The concept of precision medicine, in which health care is tailored to each patient based on a person’s genes, lifestyle, and environmental factors, promises an opportunity to make precise personalized patient care a clinical reality. With this promise, there is critical need for standardized protocols and technologies that can be used in the clinical setting for seamless collection and preservation of biospecimens used for clinical decision-making. For whole genome arrays and comprehensive genomic profiling variations due to pre-analytical noise may be compensated by the large number of analyzed transcriptomes and non-coding regions. However, in case of validation of signatures, targeted sequencing, and foremost protein-based diagnostic tests that are the source of treatment decisions, the problem of biomarker instability and variability in pre-analytical tissue processing and storage is acute.
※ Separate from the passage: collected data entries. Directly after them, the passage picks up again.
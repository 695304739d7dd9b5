use crate::data::{HttpMethod, ResponseBody};
use std::io::{self, Write};

const SEPARATOR: &str = "==================================================";

#[derive(Debug, Clone, PartialEq)]
pub enum Outcome {
    Completed { status_code: u16, body: ResponseBody },
    // no response at all: DNS failure, refused connection, timeout
    NotEvaluated { error: String },
}

#[derive(Debug, Copy, Clone, Eq, PartialEq)]
pub enum Verdict {
    Passed,
    Failed,
    NotEvaluated,
}

#[derive(Debug, Clone)]
pub struct CheckReport {
    pub base_url: String,
    pub endpoint_key: String,
    pub variant: String,
    pub method: HttpMethod,
    pub url: String,
    pub expected_status: u16,
    pub outcome: Outcome,
}

impl CheckReport {
    pub fn verdict(&self) -> Verdict {
        match &self.outcome {
            Outcome::Completed { status_code, .. } if *status_code == self.expected_status => {
                Verdict::Passed
            }
            Outcome::Completed { .. } => Verdict::Failed,
            Outcome::NotEvaluated { .. } => Verdict::NotEvaluated,
        }
    }

    pub fn write_to<W: Write + ?Sized>(&self, out: &mut W) -> io::Result<()> {
        match &self.outcome {
            Outcome::Completed { status_code, body } => {
                writeln!(out, "Testing {} {}", self.method, self.url)?;
                writeln!(
                    out,
                    "Expected status code: {}, Got: {}",
                    self.expected_status, status_code
                )?;
                if self.verdict() == Verdict::Passed {
                    writeln!(out, "Test passed!")?;
                } else {
                    writeln!(out, "Test failed.")?;
                }
                writeln!(out, "Response: {}", body)?;
            }
            Outcome::NotEvaluated { error } => {
                writeln!(out, "Request to {} failed: {}", self.url, error)?;
            }
        }

        writeln!(out, "{}", SEPARATOR)
    }
}

#[derive(Debug, Default, Copy, Clone, Eq, PartialEq)]
pub struct RunSummary {
    pub passed: usize,
    pub failed: usize,
    pub not_evaluated: usize,
}

impl RunSummary {
    pub fn record(&mut self, verdict: Verdict) {
        match verdict {
            Verdict::Passed => self.passed += 1,
            Verdict::Failed => self.failed += 1,
            Verdict::NotEvaluated => self.not_evaluated += 1,
        }
    }

    pub fn total(&self) -> usize {
        self.passed + self.failed + self.not_evaluated
    }

    pub fn all_passed(&self) -> bool {
        self.failed == 0 && self.not_evaluated == 0
    }

    pub fn write_to<W: Write + ?Sized>(&self, out: &mut W) -> io::Result<()> {
        writeln!(
            out,
            "Summary: {} passed, {} failed, {} not evaluated ({} checks)",
            self.passed,
            self.failed,
            self.not_evaluated,
            self.total()
        )
    }
}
The estimated number of papers documenting biomarker discoveries lies above 100,000, while the estimated number of biomarkers used in the daily clinical setting lies around 100 [98]. Lack of validation and qualification of biomarker-based research impacts product and drug development with pharmaceutical companies spending billions of dollars in drug discovery and pre-clinical and clinical phases, with the main expense being failure within these processes. Scientists at the biotech company Amgen reported that out of 53 landmark studies, only 6 could be proven valid raising concerns about an emerging crisis in science. Similarly, a group at Bayer HealthCare found that only 25% of publications, on which the company was basing R&D efforts, could be validated. While irreproducibility may partly result from trial and error inherent to the scientific process, the major problem lies within sample procurement, storage, analysis, and lack of standardization of these processes [5].
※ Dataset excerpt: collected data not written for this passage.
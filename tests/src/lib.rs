#[cfg(test)]
mod tests {
    use crosscheck::{
        simulated_backend_test, CrosscheckConfiguration, HttpMethod, RandomTokenSource, Reply,
        ReqwestHttpClient, ResolutionPolicy, RunSummary, SimulatedBackend,
        SimulatedBackendConfiguration,
    };
    use serde_json::json;
    use std::net::TcpListener;

    fn configuration_for(base_urls: Vec<String>) -> CrosscheckConfiguration {
        let mut configuration = CrosscheckConfiguration::builtin();
        configuration.set_base_urls(base_urls);
        configuration.validate().unwrap();
        configuration
    }

    fn run_checks(configuration: &CrosscheckConfiguration) -> (RunSummary, String) {
        let client = ReqwestHttpClient::new().unwrap();
        let mut out = Vec::new();

        let summary = crosscheck::run(
            configuration,
            &client,
            &mut RandomTokenSource::new(),
            &mut out,
        )
        .unwrap();

        (summary, String::from_utf8(out).unwrap())
    }

    fn refused_base_url(prefix: &str) -> String {
        let listener = TcpListener::bind(("127.0.0.1", 0)).unwrap();
        let address = listener.local_addr().unwrap();
        drop(listener);

        format!("http://{}{}", address, prefix)
    }

    fn golang_products_created(config: &mut SimulatedBackendConfiguration) {
        config.respond(
            HttpMethod::Post,
            "/golang/api/v1/products",
            Reply::json(201, &json!({"status": "success", "status_code": 201})),
        );
    }

    fn golang_products_broken(config: &mut SimulatedBackendConfiguration) {
        config.respond(
            HttpMethod::Post,
            "/golang/api/v1/products",
            Reply::json(500, &json!({"error": "internal server error"})),
        );
    }

    fn every_endpoint_succeeds(config: &mut SimulatedBackendConfiguration) {
        for variant in ["csharp", "golang"].iter() {
            let prefix = format!("/{}/api/v1", variant);
            config
                .respond(
                    HttpMethod::Post,
                    format!("{}/auth/register", prefix),
                    Reply::empty(201),
                )
                .respond(HttpMethod::Post, format!("{}/auth/login", prefix), Reply::empty(200))
                .respond(HttpMethod::Post, format!("{}/products", prefix), Reply::empty(201))
                .respond(
                    HttpMethod::Post,
                    format!("{}/organizations", prefix),
                    Reply::empty(201),
                )
                .respond(
                    HttpMethod::Post,
                    format!("{}/subscriptions/free", prefix),
                    Reply::empty(201),
                )
                .respond(HttpMethod::Post, format!("{}/jobs", prefix), Reply::empty(201));
        }
    }

    fn gateway_error_page(config: &mut SimulatedBackendConfiguration) {
        config.set_fallback(Reply::text(502, "<html>Bad Gateway</html>"));
    }

    fn accept_everything(config: &mut SimulatedBackendConfiguration) {
        config.set_fallback(Reply::json(201, &json!({"status": "success"})));
    }

    #[simulated_backend_test(golang_products_created)]
    fn products_pass_when_golang_answers_201(backend: &SimulatedBackend) {
        let base_url = backend.url("/golang/api/v1");
        let configuration = configuration_for(vec![base_url.clone()]);

        let (summary, output) = run_checks(&configuration);

        assert!(output.contains(&format!(
            "Testing POST {}/products\n\
             Expected status code: 201, Got: 201\n\
             Test passed!\n\
             Response: {{\"status\":\"success\",\"status_code\":201}}\n",
            base_url
        )));
        assert_eq!(summary.passed, 1);
        assert_eq!(summary.total(), 6);
    }

    #[simulated_backend_test(golang_products_broken)]
    fn products_fail_when_golang_answers_500(backend: &SimulatedBackend) {
        let base_url = backend.url("/golang/api/v1");
        let configuration = configuration_for(vec![base_url.clone()]);

        let (summary, output) = run_checks(&configuration);

        assert!(output.contains(&format!(
            "Testing POST {}/products\n\
             Expected status code: 201, Got: 500\n\
             Test failed.\n",
            base_url
        )));
        assert_eq!(summary.passed, 0);
        assert_eq!(summary.failed, 6);
    }

    #[simulated_backend_test(every_endpoint_succeeds)]
    fn refused_connection_does_not_abort_the_run(backend: &SimulatedBackend) {
        let dead_base_url = refused_base_url("/php/api/v1");
        let configuration = configuration_for(vec![
            backend.url("/csharp/api/v1"),
            dead_base_url.clone(),
            backend.url("/golang/api/v1"),
        ]);

        let (summary, output) = run_checks(&configuration);

        assert_eq!(summary.total(), 3 * 6);
        assert_eq!(summary.not_evaluated, 6);
        // login uses a fixed credential and the backend accepts it
        assert_eq!(summary.passed, 12);
        assert!(!summary.all_passed());
        assert_eq!(backend.recorded_requests().unwrap().len(), 12);
        assert!(output.contains(&format!("Request to {}/auth/register failed:", dead_base_url)));
        assert!(output.contains(&format!("Request to {}/jobs failed:", dead_base_url)));
    }

    #[simulated_backend_test(gateway_error_page)]
    fn non_json_body_is_reported_as_text(backend: &SimulatedBackend) {
        let configuration = configuration_for(vec![backend.url("/php/api/v1")]);

        let (summary, output) = run_checks(&configuration);

        assert_eq!(summary.failed, 6);
        assert!(output.contains(
            "Expected status code: 200, Got: 502\n\
             Test failed.\n\
             Response: <html>Bad Gateway</html>\n"
        ));
    }

    #[simulated_backend_test(accept_everything)]
    fn registration_uses_the_backend_field_names(backend: &SimulatedBackend) {
        let configuration = configuration_for(vec![backend.url("/golang/api/v1")]);

        run_checks(&configuration);

        let requests = backend.recorded_requests().unwrap();
        let registrations = requests
            .iter()
            .filter(|request| request.path == "/golang/api/v1/auth/register")
            .collect::<Vec<_>>();
        assert_eq!(registrations.len(), 1);
        assert_eq!(
            registrations[0].content_type.as_deref(),
            Some("application/json")
        );

        let body = registrations[0].json_body().unwrap();
        assert_eq!(body["FirstName"], json!("go"));
        assert_eq!(body["LastName"], json!("lang"));
        assert_eq!(body["password"], json!("Password123"));
        let email = body["email"].as_str().unwrap();
        assert_ne!(email, "go.lang@example.com");
        assert!(email.ends_with("@example.com"));
    }

    #[simulated_backend_test(accept_everything)]
    fn generic_resolution_sends_every_registration_template(backend: &SimulatedBackend) {
        let mut configuration = configuration_for(vec![backend.url("/golang/api/v1")]);
        configuration.set_resolution(ResolutionPolicy::Generic);

        let (summary, _) = run_checks(&configuration);

        assert_eq!(summary.total(), 8);
        let requests = backend.recorded_requests().unwrap();
        let first_names = requests
            .iter()
            .filter(|request| request.path == "/golang/api/v1/auth/register")
            .map(|request| {
                let body = request.json_body().unwrap();
                ["firstName", "FirstName", "first_name"]
                    .iter()
                    .find(|field| body.get(**field).is_some())
                    .map(|field| String::from(*field))
                    .unwrap()
            })
            .collect::<Vec<_>>();
        assert_eq!(first_names, vec!["firstName", "FirstName", "first_name"]);
    }
}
To date, clinical processing and preservation techniques rely mainly on protocols and approaches that are decades old, and in a busy clinical setting, improvement of processes is difficult. Therefore, unambiguous determination of in vivo levels of proteins is a challenge, and different protocols for tissue handling and protein preparation may result in significantly different protein profiles. NCI’s Biorepositories and Biospecimen Research Branch (BBRB) has found current tissue sample-handling techniques to be a major roadblock to future quality research and personalized medicine [99]. To improve collection and storage procedures and standardize practices across different institutions, the BBRB has issued the NCI Best Practices incorporating key principles to define state-of-the-science biospecimen resource practices, promote biospecimen and data quality, and support adherence to ethical and legal requirements, https://biospecimens.cancer.gov/practices/. The International Society for Biological and Environmental Repositories (ISBER) also published ISBER Best Practices: Recommendations for Repositories—evidence-based or consensus-based practices for collection, long-term storage, retrieval, and distribution of specimens. The College of American Pathologists (CAP) has published guidelines for breast cancer to standardize and optimize tissue acquisition, processing, handling, and testing [64, 65]. These guidelines comprise mandatory elements aiming to improve and standardize all aspects of companion diagnostic testing in breast cancer. Adherence to the NCI and ISBER Best Practices, however, is strictly on a voluntary basis. Additional important steps toward improving and standardizing biospecimen collection, processing, and quality are currently on their way. The Personal Healthcare Committee (PHC) of CAP initiated the formation of the Pre-analytics for Precision Medicine Project Team (PPMPT), a task force developing practice metrics and documentation guidelines to be applied in CAP-accredited laboratories as well as guidelines for the control of cold ischemic time and additional pre-analytical variables.

With increasing recognition of the importance of biospecimen quality for precision medicine, these initiatives, task forces, and guidelines are steps toward the goal to ensure that all biospecimens in research and clinical settings are fit for molecular analysis and represent the patient’s in vivo molecular profile.